• **TASK STATEMENT**
Render every entry exactly as it appears.
==== DATA ====
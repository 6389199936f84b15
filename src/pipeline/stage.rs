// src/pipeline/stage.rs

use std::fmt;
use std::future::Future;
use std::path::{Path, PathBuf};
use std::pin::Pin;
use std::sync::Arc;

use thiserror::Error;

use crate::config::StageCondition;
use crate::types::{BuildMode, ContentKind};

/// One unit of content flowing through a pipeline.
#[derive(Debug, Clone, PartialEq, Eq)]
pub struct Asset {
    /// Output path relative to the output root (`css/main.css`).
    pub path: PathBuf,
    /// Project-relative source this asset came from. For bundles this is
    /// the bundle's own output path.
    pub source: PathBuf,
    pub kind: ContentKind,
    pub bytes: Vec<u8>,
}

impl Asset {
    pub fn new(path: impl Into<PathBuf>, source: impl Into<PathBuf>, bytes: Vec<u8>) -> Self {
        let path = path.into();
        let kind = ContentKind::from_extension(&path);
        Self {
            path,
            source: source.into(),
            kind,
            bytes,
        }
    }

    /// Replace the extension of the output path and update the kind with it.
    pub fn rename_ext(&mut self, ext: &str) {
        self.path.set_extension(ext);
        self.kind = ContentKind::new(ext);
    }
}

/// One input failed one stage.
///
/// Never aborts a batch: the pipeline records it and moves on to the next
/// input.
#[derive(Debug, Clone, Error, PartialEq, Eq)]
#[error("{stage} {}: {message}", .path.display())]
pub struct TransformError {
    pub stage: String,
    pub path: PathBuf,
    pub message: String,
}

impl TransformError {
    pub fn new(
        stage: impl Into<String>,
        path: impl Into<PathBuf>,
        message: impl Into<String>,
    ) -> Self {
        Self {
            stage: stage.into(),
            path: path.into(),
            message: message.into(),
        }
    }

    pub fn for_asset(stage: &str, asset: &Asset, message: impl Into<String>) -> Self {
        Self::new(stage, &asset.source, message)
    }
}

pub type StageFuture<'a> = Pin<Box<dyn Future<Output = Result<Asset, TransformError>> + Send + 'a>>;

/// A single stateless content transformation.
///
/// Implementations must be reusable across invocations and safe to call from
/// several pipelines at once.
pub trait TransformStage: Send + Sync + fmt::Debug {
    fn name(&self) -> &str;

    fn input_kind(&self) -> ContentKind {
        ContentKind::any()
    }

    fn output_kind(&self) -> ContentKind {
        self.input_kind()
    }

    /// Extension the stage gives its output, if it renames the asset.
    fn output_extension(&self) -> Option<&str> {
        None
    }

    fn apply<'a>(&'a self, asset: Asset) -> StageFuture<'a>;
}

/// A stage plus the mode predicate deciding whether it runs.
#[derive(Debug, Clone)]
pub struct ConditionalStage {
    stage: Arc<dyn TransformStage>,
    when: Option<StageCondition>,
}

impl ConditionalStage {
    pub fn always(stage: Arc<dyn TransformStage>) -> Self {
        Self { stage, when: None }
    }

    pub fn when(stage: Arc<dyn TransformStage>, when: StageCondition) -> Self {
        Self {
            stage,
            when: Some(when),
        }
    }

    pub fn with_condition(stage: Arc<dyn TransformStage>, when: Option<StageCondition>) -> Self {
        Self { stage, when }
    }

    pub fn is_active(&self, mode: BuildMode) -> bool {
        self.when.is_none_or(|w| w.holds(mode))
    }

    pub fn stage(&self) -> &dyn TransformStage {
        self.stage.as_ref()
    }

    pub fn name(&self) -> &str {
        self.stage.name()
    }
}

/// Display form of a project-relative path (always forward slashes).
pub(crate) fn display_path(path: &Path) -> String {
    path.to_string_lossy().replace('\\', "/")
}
====
• **RESPONSE FOR THIS EXERCISE**
repository 6389199936f84b15
filename src/pipeline/stage.rs
// src/pipeline/stage.rs

use std::fmt;
use std::future::Future;
use std::path::{Path, PathBuf};
use std::pin::Pin;
use std::sync::Arc;

use thiserror::Error;

use crate::config::StageCondition;
use crate::types::{BuildMode, ContentKind};

/// One unit of content flowing through a pipeline.
#[derive(Debug, Clone, PartialEq, Eq)]
pub struct Asset {
    /// Output path relative to the output root (`css/main.css`).
    pub path: PathBuf,
    /// Project-relative source this asset came from. For bundles this is
    /// the bundle's own output path.
    pub source: PathBuf,
    pub kind: ContentKind,
    pub bytes: Vec<u8>,
}

impl Asset {
    pub fn new(path: impl Into<PathBuf>, source: impl Into<PathBuf>, bytes: Vec<u8>) -> Self {
        let path = path.into();
        let kind = ContentKind::from_extension(&path);
        Self {
            path,
            source: source.into(),
            kind,
            bytes,
        }
    }

    /// Replace the extension of the output path and update the kind with it.
    pub fn rename_ext(&mut self, ext: &str) {
        self.path.set_extension(ext);
        self.kind = ContentKind::new(ext);
    }
}

/// One input failed one stage.
///
/// Never aborts a batch: the pipeline records it and moves on to the next
/// input.
#[derive(Debug, Clone, Error, PartialEq, Eq)]
#[error("{stage} {}: {message}", .path.display())]
pub struct TransformError {
    pub stage: String,
    pub path: PathBuf,
    pub message: String,
}

impl TransformError {
    pub fn new(
        stage: impl Into<String>,
        path: impl Into<PathBuf>,
        message: impl Into<String>,
    ) -> Self {
        Self {
            stage: stage.into(),
            path: path.into(),
            message: message.into(),
        }
    }

    pub fn for_asset(stage: &str, asset: &Asset, message: impl Into<String>) -> Self {
        Self::new(stage, &asset.source, message)
    }
}

pub type StageFuture<'a> = Pin<Box<dyn Future<Output = Result<Asset, TransformError>> + Send + 'a>>;

/// A single stateless content transformation.
///
/// Implementations must be reusable across invocations and safe to call from
/// several pipelines at once.
pub trait TransformStage: Send + Sync + fmt::Debug {
    fn name(&self) -> &str;

    fn input_kind(&self) -> ContentKind {
        ContentKind::any()
    }

    fn output_kind(&self) -> ContentKind {
        self.input_kind()
    }

    /// Extension the stage gives its output, if it renames the asset.
    fn output_extension(&self) -> Option<&str> {
        None
    }

    fn apply<'a>(&'a self, asset: Asset) -> StageFuture<'a>;
}

/// A stage plus the mode predicate deciding whether it runs.
#[derive(Debug, Clone)]
pub struct ConditionalStage {
    stage: Arc<dyn TransformStage>,
    when: Option<StageCondition>,
}

impl ConditionalStage {
    pub fn always(stage: Arc<dyn TransformStage>) -> Self {
        Self { stage, when: None }
    }

    pub fn when(stage: Arc<dyn TransformStage>, when: StageCondition) -> Self {
        Self {
            stage,
            when: Some(when),
        }
    }

    pub fn with_condition(stage: Arc<dyn TransformStage>, when: Option<StageCondition>) -> Self {
        Self { stage, when }
    }

    pub fn is_active(&self, mode: BuildMode) -> bool {
        self.when.is_none_or(|w| w.holds(mode))
    }

    pub fn stage(&self) -> &dyn TransformStage {
        self.stage.as_ref()
    }

    pub fn name(&self) -> &str {
        self.stage.name()
    }
}

/// Display form of a project-relative path (always forward slashes).
pub(crate) fn display_path(path: &Path) -> String {
    path.to_string_lossy().replace('\\', "/")
}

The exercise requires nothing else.